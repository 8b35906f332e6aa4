use std::collections::{BTreeSet, HashMap};
use std::fmt::Write;

use crate::models::{DbUserSummary, IdentityUser};

/// Classification of a user id against the two sources.
#[derive(Debug, Clone, Copy, PartialEq, Eq)]
pub enum UserStatus {
    /// Present in Clerk and in the database.
    Ok,
    /// Clerk account with no database rows (unused account).
    NoDbData,
    /// Database rows with no Clerk account (orphaned data).
    OrphanedDbData,
}

impl UserStatus {
    pub fn label(&self) -> &'static str {
        match self {
            UserStatus::Ok => "ok",
            UserStatus::NoDbData => "NO DB DATA",
            UserStatus::OrphanedDbData => "** ORPHANED DB DATA **",
        }
    }
}

/// One merged report line. Derived per run, never persisted.
#[derive(Debug, Clone, PartialEq, Eq)]
pub struct ReconciliationRow {
    pub id: String,
    pub email: String,
    pub trips: i64,
    pub items: i64,
    pub cats: i64,
    pub templates: i64,
    pub status: UserStatus,
}

/// Merges both user sets into one row per id, ordered lexicographically.
/// Every id from either source appears exactly once; duplicate identity ids
/// resolve last-write-wins.
pub fn reconcile(
    identity_users: &[IdentityUser],
    db_summaries: &[DbUserSummary],
) -> Vec<ReconciliationRow> {
    let identity_by_id: HashMap<&str, &IdentityUser> = identity_users
        .iter()
        .map(|u| (u.id.as_str(), u))
        .collect();
    let db_by_id: HashMap<&str, &DbUserSummary> = db_summaries
        .iter()
        .map(|r| (r.clerk_user_id.as_str(), r))
        .collect();

    let all_ids: BTreeSet<&str> = identity_by_id
        .keys()
        .chain(db_by_id.keys())
        .copied()
        .collect();

    all_ids
        .into_iter()
        .map(|id| {
            let identity = identity_by_id.get(id);
            let db = db_by_id.get(id);
            let status = match (identity, db) {
                (Some(_), Some(_)) => UserStatus::Ok,
                (Some(_), None) => UserStatus::NoDbData,
                (None, _) => UserStatus::OrphanedDbData,
            };
            ReconciliationRow {
                id: id.to_string(),
                email: identity.map(|u| u.email.clone()).unwrap_or_default(),
                trips: db.map(|r| r.trip_count).unwrap_or(0),
                items: db.map(|r| r.master_item_count).unwrap_or(0),
                cats: db.map(|r| r.category_count).unwrap_or(0),
                templates: db.map(|r| r.bag_template_count).unwrap_or(0),
                status,
            }
        })
        .collect()
}

/// Renders the fixed-width table and summary sections. Output depends only
/// on the inputs, so identical snapshots render byte-identically.
pub fn render_report(
    rows: &[ReconciliationRow],
    identity_count: usize,
    db_count: usize,
) -> String {
    let mut out = String::new();

    let _ = writeln!(
        out,
        "{:<36} {:<35} {:>5} {:>5} {:>4} {:>4}  {}",
        "USER_ID", "EMAIL", "TRIPS", "ITEMS", "CATS", "TMPL", "STATUS"
    );
    let _ = writeln!(
        out,
        "{} {} {} {} {} {}  {}",
        "-".repeat(36),
        "-".repeat(35),
        "-".repeat(5),
        "-".repeat(5),
        "-".repeat(4),
        "-".repeat(4),
        "-".repeat(20)
    );

    for row in rows {
        let _ = writeln!(
            out,
            "{:<36} {:<35} {:>5} {:>5} {:>4} {:>4}  {}",
            row.id,
            row.email,
            row.trips,
            row.items,
            row.cats,
            row.templates,
            row.status.label()
        );
    }

    let _ = writeln!(out);
    let _ = writeln!(out, "Clerk users:  {}", identity_count);
    let _ = writeln!(out, "DB users:     {}", db_count);

    let orphaned: Vec<&ReconciliationRow> = rows
        .iter()
        .filter(|r| r.status == UserStatus::OrphanedDbData)
        .collect();
    if orphaned.is_empty() {
        let _ = writeln!(
            out,
            "\nNo orphaned DB data found -- all DB users have Clerk accounts."
        );
    } else {
        let _ = writeln!(
            out,
            "\nOrphaned DB users (no Clerk account): {}",
            orphaned.len()
        );
        for row in &orphaned {
            let _ = writeln!(out, "  {}  ({} trips, {} items)", row.id, row.trips, row.items);
        }
    }

    let unused: Vec<&ReconciliationRow> = rows
        .iter()
        .filter(|r| r.status == UserStatus::NoDbData)
        .collect();
    if !unused.is_empty() {
        let _ = writeln!(out, "\nClerk users with no DB data: {}", unused.len());
        for row in &unused {
            let _ = writeln!(out, "  {}  ({})", row.id, row.email);
        }
    }

    out
}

What this task involves> Which lines above include the word "UserStatus"? Return each one.

Your solution>
pub enum UserStatus {
impl UserStatus {
            UserStatus::Ok => "ok",
            UserStatus::NoDbData => "NO DB DATA",
            UserStatus::OrphanedDbData => "** ORPHANED DB DATA **",
    pub status: UserStatus,
                (Some(_), Some(_)) => UserStatus::Ok,
                (Some(_), None) => UserStatus::NoDbData,
                (None, _) => UserStatus::OrphanedDbData,
        .filter(|r| r.status == UserStatus::OrphanedDbData)
        .filter(|r| r.status == UserStatus::NoDbData)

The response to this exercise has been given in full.